Whenever the string "GameKind" appears in a line below, please copy the line out.

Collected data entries
# # # # # # #

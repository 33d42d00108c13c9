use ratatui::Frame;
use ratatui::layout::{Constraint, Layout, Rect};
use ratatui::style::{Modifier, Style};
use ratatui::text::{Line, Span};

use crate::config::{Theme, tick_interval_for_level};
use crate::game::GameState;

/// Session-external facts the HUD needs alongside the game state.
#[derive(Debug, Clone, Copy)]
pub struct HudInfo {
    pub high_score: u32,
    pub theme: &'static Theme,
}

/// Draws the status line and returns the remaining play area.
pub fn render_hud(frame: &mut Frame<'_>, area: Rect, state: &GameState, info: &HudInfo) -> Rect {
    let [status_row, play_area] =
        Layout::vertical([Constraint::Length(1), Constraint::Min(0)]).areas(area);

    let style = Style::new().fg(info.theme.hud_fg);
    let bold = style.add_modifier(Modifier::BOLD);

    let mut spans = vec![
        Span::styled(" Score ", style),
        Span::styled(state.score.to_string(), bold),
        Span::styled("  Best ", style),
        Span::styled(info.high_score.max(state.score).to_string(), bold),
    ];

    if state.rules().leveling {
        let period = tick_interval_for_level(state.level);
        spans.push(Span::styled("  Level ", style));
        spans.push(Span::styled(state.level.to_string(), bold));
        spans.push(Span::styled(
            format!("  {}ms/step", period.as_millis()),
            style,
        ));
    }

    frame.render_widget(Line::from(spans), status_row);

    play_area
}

# # # # # # #

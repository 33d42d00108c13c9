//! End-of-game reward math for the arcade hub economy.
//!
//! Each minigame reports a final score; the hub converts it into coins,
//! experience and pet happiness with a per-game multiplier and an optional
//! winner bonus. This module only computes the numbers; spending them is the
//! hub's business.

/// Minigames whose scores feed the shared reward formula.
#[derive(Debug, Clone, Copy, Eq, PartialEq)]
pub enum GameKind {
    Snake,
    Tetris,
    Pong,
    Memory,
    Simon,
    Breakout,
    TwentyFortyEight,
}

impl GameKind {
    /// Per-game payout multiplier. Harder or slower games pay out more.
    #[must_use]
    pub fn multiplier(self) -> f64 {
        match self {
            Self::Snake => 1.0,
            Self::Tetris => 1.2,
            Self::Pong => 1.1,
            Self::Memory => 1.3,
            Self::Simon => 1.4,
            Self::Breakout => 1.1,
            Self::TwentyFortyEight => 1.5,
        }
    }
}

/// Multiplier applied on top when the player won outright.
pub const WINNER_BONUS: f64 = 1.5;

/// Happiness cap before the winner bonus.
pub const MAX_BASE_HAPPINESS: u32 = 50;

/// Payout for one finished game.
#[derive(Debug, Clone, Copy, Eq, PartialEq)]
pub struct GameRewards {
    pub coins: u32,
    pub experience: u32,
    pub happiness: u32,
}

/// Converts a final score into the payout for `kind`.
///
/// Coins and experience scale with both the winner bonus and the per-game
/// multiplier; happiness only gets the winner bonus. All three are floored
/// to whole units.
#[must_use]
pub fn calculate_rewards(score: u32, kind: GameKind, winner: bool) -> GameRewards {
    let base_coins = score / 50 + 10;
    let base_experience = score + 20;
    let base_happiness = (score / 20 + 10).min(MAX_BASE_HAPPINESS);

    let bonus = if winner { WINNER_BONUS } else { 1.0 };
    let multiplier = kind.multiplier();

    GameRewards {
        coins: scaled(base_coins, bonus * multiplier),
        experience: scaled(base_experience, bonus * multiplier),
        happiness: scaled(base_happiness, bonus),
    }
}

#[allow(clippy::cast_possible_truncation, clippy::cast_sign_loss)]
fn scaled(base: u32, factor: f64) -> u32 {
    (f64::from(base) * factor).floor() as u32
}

# # # # # # #

→ **EXPECTED OUTPUT**:
pub enum GameKind {
impl GameKind {
pub fn calculate_rewards(score: u32, kind: GameKind, winner: bool) -> GameRewards {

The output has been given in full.